Deploying a Distributed ZooKeeper and HBase Cluster
ZooKeeper and HBase Overview
ZooKeeper
ZooKeeper operates as an open-source coordination framework, originally developed at Yahoo! to provide straightforward and robust access for distributed applications. It abstracts complex and error-prone consensus protocols into an efficient and reliable set of primitives exposed via simple interfaces. Distributed systems leverage ZooKeeper for data publication/subscription, load distribution, naming services, coordination notifications, cluster administration, leader election, distributed locking, and queue management. Service providers register their endpoints within the ZooKeeper registry; consumers then query the registry to discover provider details before initiating direct communication.
HBase
HBase is a highly reliable, performant, scalable, and column-oriented distributed storage system designed to run on commodity hardware. It targets the storage and processing of massive datasets, easily handling tables comprising billions of rows and millions of columns using standard server configurations.
HBase Characteristics
- Massive Storage: Capable of managing petabyte-scale data, returning queries in tens to hundreds of milliseconds due to its exceptional scalability.

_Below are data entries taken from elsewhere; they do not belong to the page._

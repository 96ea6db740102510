//! Mining configuration.

use std::time::Duration;

use serde::{Deserialize, Serialize};

use crate::consts::{DEFAULT_MINING_BATCH_SIZE, DEFAULT_MINING_TIME_LIMIT_MS};
use crate::error::ConfigError;

/// Bounds on a single mining run.
///
/// Missing fields take their defaults when deserialized, so `{}` is a valid
/// configuration.
#[derive(Debug, Clone, Copy, PartialEq, Eq, Serialize, Deserialize)]
#[serde(default)]
pub struct MiningLimits {
    /// Wall-clock budget in milliseconds.
    pub time_limit_ms: u64,
    /// Highest nonce to try (inclusive).
    pub nonce_limit: u32,
    /// Nonces hashed between two reads of the clock.
    pub batch_size: u32,
}

impl Default for MiningLimits {
    fn default() -> Self {
        MiningLimits {
            time_limit_ms: DEFAULT_MINING_TIME_LIMIT_MS,
            nonce_limit: u32::MAX,
            batch_size: DEFAULT_MINING_BATCH_SIZE,
        }
    }
}

impl MiningLimits {
    /// Parse limits from a JSON object.
    pub fn from_json(json: &str) -> Result<Self, ConfigError> {
        Ok(serde_json::from_str(json)?)
    }

    pub fn with_time_limit(mut self, limit: Duration) -> Self {
        self.time_limit_ms = u64::try_from(limit.as_millis()).unwrap_or(u64::MAX);
        self
    }

    pub fn with_nonce_limit(mut self, nonce_limit: u32) -> Self {
        self.nonce_limit = nonce_limit;
        self
    }

    pub fn with_batch_size(mut self, batch_size: u32) -> Self {
        self.batch_size = batch_size;
        self
    }

    pub fn time_limit(&self) -> Duration {
        Duration::from_millis(self.time_limit_ms)
    }

    /// Batch size, never zero.
    pub fn effective_batch_size(&self) -> u32 {
        self.batch_size.max(1)
    }
}

#[cfg(test)]
mod tests {
    use super::*;

    #[test]
    fn test_defaults() {
        let limits = MiningLimits::default();
        assert_eq!(limits.time_limit(), Duration::from_secs(600));
        assert_eq!(limits.nonce_limit, u32::MAX);
        assert_eq!(limits.effective_batch_size(), DEFAULT_MINING_BATCH_SIZE);
    }

    #[test]
    fn test_from_json_partial() {
        let limits = MiningLimits::from_json(r#"{ "nonce_limit": 1000 }"#).unwrap();
        assert_eq!(limits.nonce_limit, 1000);
        assert_eq!(limits.time_limit_ms, DEFAULT_MINING_TIME_LIMIT_MS);

        assert_eq!(MiningLimits::from_json("{}").unwrap(), MiningLimits::default());
    }

    #[test]
    fn test_from_json_rejects_garbage() {
        let err = MiningLimits::from_json(r#"{ "nonce_limit": -1 }"#).unwrap_err();
        assert!(err.to_string().starts_with("invalid mining configuration"));
    }

    #[test]
    fn test_builders() {
        let limits = MiningLimits::default()
            .with_time_limit(Duration::from_millis(250))
            .with_nonce_limit(10)
            .with_batch_size(0);

        assert_eq!(limits.time_limit_ms, 250);
        assert_eq!(limits.nonce_limit, 10);
        assert_eq!(limits.effective_batch_size(), 1);
    }
}
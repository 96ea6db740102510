//! Consensus-layout constants shared by the encoders and the miner.

/// Default block header version.
pub const BLOCK_VERSION: u32 = 1;

/// Size of a serialized block header in bytes.
///
/// `version(4) | prev_block_hash(32) | merkle_root(32) | timestamp(4) | target(32) | nonce(4)`
pub const BLOCK_HEADER_SIZE: usize = 108;

/// Byte offset of the nonce inside a serialized header.
pub const NONCE_OFFSET: usize = BLOCK_HEADER_SIZE - 4;

/// Size of a hash, transaction id, Merkle node or target.
pub const HASH_SIZE: usize = 32;

/// Segregated witness marker byte. Must be zero.
pub const SEGWIT_MARKER: u8 = 0x00;

/// Segregated witness flag byte. Must be one.
pub const SEGWIT_FLAG: u8 = 0x01;

/// Compact-size prefix for a 2-byte length.
pub const COMPACT_SIZE_U16: u8 = 0xfd;

/// Compact-size prefix for a 4-byte length.
pub const COMPACT_SIZE_U32: u8 = 0xfe;

/// Compact-size prefix for an 8-byte length.
pub const COMPACT_SIZE_U64: u8 = 0xff;

/// Default wall-clock bound for a mining run (ten minutes, one block interval).
pub const DEFAULT_MINING_TIME_LIMIT_MS: u64 = 600_000;

/// Default number of nonces hashed between two clock reads.
pub const DEFAULT_MINING_BATCH_SIZE: u32 = 65_536;

#[cfg(test)]
mod tests {
    use super::*;

    #[test]
    fn test_header_layout() {
        assert_eq!(BLOCK_HEADER_SIZE, 4 + HASH_SIZE + HASH_SIZE + 4 + HASH_SIZE + 4);
        assert_eq!(NONCE_OFFSET, 104);
    }
}
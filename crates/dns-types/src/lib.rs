#![warn(clippy::pedantic)]
// Sometimes a redundant else is clearer
#![allow(clippy::redundant_else)]
#![allow(clippy::match_same_arms)]
#![allow(clippy::must_use_candidate)]
#![allow(clippy::module_name_repetitions)]
#![allow(clippy::missing_errors_doc)]

pub mod protocol;
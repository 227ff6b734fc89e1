//! The authoritative query handler.
//!
//! One stateless pass per query: normalize each question name, decide
//! whether the zone is ours, and build the answer section from the
//! cached record set plus a little synthesis (SOA/NS/CAA are derived
//! from configuration, not stored).

use async_trait::async_trait;
use bytes::Bytes;
use chrono::{Datelike, Utc};
use rand::Rng;
use std::collections::HashMap;
use std::net::{Ipv4Addr, SocketAddr};
use std::sync::Arc;
use thiserror::Error;

use dns_types::protocol::types::{
    DomainName, Message, QueryClass, QueryType, Question, Rcode, Rdata, RecordClass, RecordType,
    ResourceRecord, CHARSTRING_MAX_LEN,
};

use crate::cache::ZoneCache;
use crate::filter::ZoneFilter;
use crate::store::{StoreError, ZoneRecord};
use crate::upstream;

/// Names nobody can register: answered NXDOMAIN before any lookup.
const BLACKLISTED_NAMES: &[&str] = &["version.bind", "hostname.bind", "id.server"];

/// TTL on synthesized metadata answers (SOA, NS, CAA, TXT).
const METADATA_TTL: u32 = 3600;

/// Static configuration baked into synthesized answers.
#[derive(Debug, Clone)]
pub struct AuthorityConfig {
    /// Primary nameserver host: SOA MNAME, first NS answer, and one of
    /// the two delegation targets.
    pub ns1: DomainName,
    /// Secondary nameserver host.
    pub ns2: DomainName,
    /// SOA RNAME, the responsible mailbox.
    pub rname: DomainName,
    /// The recursive resolver used for CNAME flattening.
    pub upstream: SocketAddr,
}

impl AuthorityConfig {
    /// Build from raw environment values.  The mailbox may be given as
    /// a mail address: `hostmaster@example.com` becomes the RNAME
    /// `hostmaster.example.com.`.
    pub fn from_parts(ns1: &str, ns2: &str, mbox: &str, upstream: SocketAddr) -> Option<Self> {
        Some(Self {
            ns1: DomainName::from_dotted_string(ns1)?,
            ns2: DomainName::from_dotted_string(ns2)?,
            rname: DomainName::from_dotted_string(&mbox.replacen('@', ".", 1))?,
            upstream,
        })
    }
}

/// The optional text generator behind the novelty TXT path.
#[async_trait]
pub trait TextGenerator: Send + Sync {
    async fn generate(&self, prompt: &str) -> Result<String, GeneratorError>;
}

#[derive(Debug, Error)]
#[error("text generation failed: {message}")]
pub struct GeneratorError {
    pub message: String,
}

/// The outcome of one question: either answers to append, or an rcode
/// for the message header.
enum Outcome {
    Answers(Vec<ResourceRecord>),
    Rcode(Rcode),
}

/// The query plane's single entry point: parsed message in, response
/// message out.
pub struct Authority {
    config: AuthorityConfig,
    filter: Arc<ZoneFilter>,
    cache: Arc<ZoneCache>,
    generator: Option<Arc<dyn TextGenerator>>,
}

- Column-Family Storage: Data is organized into column families, which must be defined during table creation. A family can contain an unlimited number of columns.
- Extreme Scalability: Expansion is supported both computationally (by adding RegionServers to handle more regions) and in storage capacity (by adding DataNodes to the underlying HDFS).
- High Concurrency: Despite running on commodity hardware where individual I/O latency might be in the millisecond range, HBase maintains consistently low latency even under heavy concurrent access loads.
- Sparsity: Empty columns within a column family consume zero physical storage space, offering immense flexibility without wasted disk usage.
ZooKeeper Deployment
Extraction
Ensure firewall services are disabled across all nodes to prevent connection failures.
[root@primary ~]# tar -xzvf /opt/archives/apache-zookeeper-3.5.10-bin.tar.gz -C /opt/apps/
[root@primary ~]# mv /opt/apps/apache-zookeeper-3.5.10-bin /opt/apps/zk
Primary Node Configuration
Create required data and logging directories within the installation path.
[root@primary ~]# cd /opt/apps/zk
[root@primary zk]# mkdir zk_data && mkdir zk_logs
Assign a unique identifier for this node.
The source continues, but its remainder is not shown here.